You strafe the camera by pushing its position along the right vector and then rebuilding the camera's transformation matrix, as shown in this pseudocode:
function strafe(distance)
from = from.add(right * distance)
reorient camera
If the distance is negative, the camera moves left.
You advance the camera by pushing its position along the forward vector:
function advance(distance)
from = from.add(forward * distance)
reorient camera
If the distance is negative, the camera moves backward.
You elevate the camera by pushing its position along the world's up vector:
function elevate(distance)
from = from.add(worldUp * distance)
reorient camera
To implement a jump or crouch, you'll need to animate the elevation changes.
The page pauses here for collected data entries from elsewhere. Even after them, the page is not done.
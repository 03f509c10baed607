//! Table contract and the four physical layouts implementing it.
//!
//! Every layout stores a fixed `num_rows x num_cols` grid of `i32` fields
//! and answers the same four query shapes:
//!
//! - `SELECT SUM(col0)`
//! - `SELECT SUM(col0) WHERE col1 > t1 AND col2 < t2`
//! - `SELECT SUM(col0) + ... + SUM(colN) WHERE col0 > t`
//! - `UPDATE col3 = col3 + col2 WHERE col0 < t`
//!
//! The provided methods on [`Table`] are the baseline full scans; layouts
//! override the ones their auxiliary structures can answer faster.

mod aggregated_table;
mod column_table;
mod format;
mod grid;
mod indexed_row_table;
mod layout;
mod row_table;

use std::fmt::Debug;

use crate::data::DataLoader;

pub use aggregated_table::AggregatedColumnTable;
pub use column_table::ColumnTable;
pub use format::render_table;
pub use indexed_row_table::{IndexedRowTable, DEFAULT_INDEXED_COLUMNS};
pub use layout::Layout;
pub use row_table::RowTable;

/// Column summed by the aggregate queries and range-filtered by the
/// single-threshold queries.
pub const PRIMARY_COLUMN: usize = 0;
/// Column compared with `>` in the two-predicate sum.
pub const FILTER_COLUMN: usize = 1;
/// Column compared with `<` in the two-predicate sum; also the update addend.
pub const RANGE_COLUMN: usize = 2;
/// Column rewritten by the predicated update.
pub const UPDATE_COLUMN: usize = 3;
/// Minimum table width for the query surface.
pub const QUERY_COLUMNS: usize = 4;

/// Shared contract of all table layouts.
///
/// Row and column arguments must satisfy `row < num_rows()` and
/// `col < num_cols()`; violating that is a programming error and panics.
pub trait Table: Debug {
    /// Physical layout of this table.
    fn layout(&self) -> Layout;

    /// Replaces the table contents with `rows`, each exactly `num_cols` wide.
    ///
    /// Every field is written through [`Table::put_int_field`], so indexes and
    /// aggregates end up consistent with the loaded values.
    ///
    /// # Panics
    /// Panics if `num_cols < QUERY_COLUMNS` or any row has the wrong width.
    fn load(&mut self, num_cols: usize, rows: &[Vec<i32>]);

    fn num_rows(&self) -> usize;

    fn num_cols(&self) -> usize;

    /// Returns the field at (`row`, `col`).
    fn get_int_field(&self, row: usize, col: usize) -> i32;

    /// Writes `value` at (`row`, `col`), maintaining any auxiliary structures.
    fn put_int_field(&mut self, row: usize, col: usize, value: i32);

    /// Renders the table's secondary indexes, if it has any.
    fn render_indexes(&self) -> Option<String> {
        None
    }

    /// Loads all rows provided by `loader`.
    fn load_from(&mut self, loader: &dyn DataLoader) {
        self.load(loader.num_cols(), loader.rows());
    }

    /// `SELECT SUM(col0) FROM table`
    fn column_sum(&self) -> i64 {
        (0..self.num_rows())
            .map(|r| self.get_int_field(r, PRIMARY_COLUMN) as i64)
            .sum()
    }

    /// `SELECT SUM(col0) FROM table WHERE col1 > threshold1 AND col2 < threshold2`
    fn predicated_column_sum(&self, threshold1: i32, threshold2: i32) -> i64 {
        let mut sum = 0i64;
        for r in 0..self.num_rows() {
            if self.get_int_field(r, FILTER_COLUMN) > threshold1
                && self.get_int_field(r, RANGE_COLUMN) < threshold2
            {
                sum += self.get_int_field(r, PRIMARY_COLUMN) as i64;
            }
        }
        sum
    }

    /// `SELECT SUM(col0) + SUM(col1) + ... + SUM(colN) FROM table WHERE col0 > threshold`
    fn predicated_all_columns_sum(&self, threshold: i32) -> i64 {
        let mut sum = 0i64;
        for r in 0..self.num_rows() {
            if self.get_int_field(r, PRIMARY_COLUMN) > threshold {
                sum += (0..self.num_cols())
                    .map(|c| self.get_int_field(r, c) as i64)
                    .sum::<i64>();
            }
        }
        sum
    }

    /// `UPDATE table SET col3 = col3 + col2 WHERE col0 < threshold`
    ///
    /// # Returns
    /// Number of rows updated.
    fn predicated_update(&mut self, threshold: i32) -> usize {
        let mut updated = 0;
        for r in 0..self.num_rows() {
            if self.get_int_field(r, PRIMARY_COLUMN) < threshold {
                apply_update(self, r);
                updated += 1;
            }
        }
        updated
    }
}

/// Rewrites `col3 = col2 + col3` for one row through the table's write path.
///
/// Addition wraps on `i32` overflow.
pub(crate) fn apply_update<T: Table + ?Sized>(table: &mut T, row: usize) {
    let addend = table.get_int_field(row, RANGE_COLUMN);
    let current = table.get_int_field(row, UPDATE_COLUMN);
    table.put_int_field(row, UPDATE_COLUMN, addend.wrapping_add(current));
}

/// Checks the load preconditions shared by every layout.
pub(crate) fn check_rows(num_cols: usize, rows: &[Vec<i32>]) {
    assert!(
        num_cols >= QUERY_COLUMNS,
        "table needs at least {} columns, got {}",
        QUERY_COLUMNS,
        num_cols
    );
    for (r, row) in rows.iter().enumerate() {
        assert_eq!(
            row.len(),
            num_cols,
            "row {} has {} fields, expected {}",
            r,
            row.len(),
            num_cols
        );
    }
}

/// Writes every loaded field through the table's normal write path.
pub(crate) fn populate<T: Table + ?Sized>(table: &mut T, rows: &[Vec<i32>]) {
    for (r, row) in rows.iter().enumerate() {
        for (c, value) in row.iter().enumerate() {
            table.put_int_field(r, c, *value);
        }
    }
    tracing::debug!(
        layout = %table.layout(),
        rows = table.num_rows(),
        cols = table.num_cols(),
        "Table loaded"
    );
}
Imagine you are piloting an airplane and a flight controller tells you to turn 30 degrees. This isn't a helpful command because you have a lot turns to choose from. You could turn left or right, which is called yawing. You could turn the nose up or down, which is called pitching. You could turn about the noise, which is called rolling. Or you could rotate around some other axis.
Cameras are like airplanes in that they turn in many directions. Users typically make them yaw and pitch in order to look at nearby objects in the scene. Rolling isn't as common. You don't roll much as a human, and even if you do, your superior and inferior oblique muscles rotate your eyes to compensate.
You yaw the camera by rotating the forward direction around the world's up vector, which is accomplished through a matrix-vector multiplication:
function yaw(degrees)
forward = rotateAroundAxis(worldUp, degrees) * forward
reorient camera
You pitch the camera by rotating the forward direction around the right vector:
function pitch(degrees)
forward = rotateAroundAxis(right, degrees) * forward
reorient camera
If the camera pitches up or down too much, the forward vector may end up aligning with the world's up vector. This will lead to some bad dot products and an unstable view. You may want to track how much pitch has been applied and constrain the total amount so it doesn't reach -90 or 90 degrees.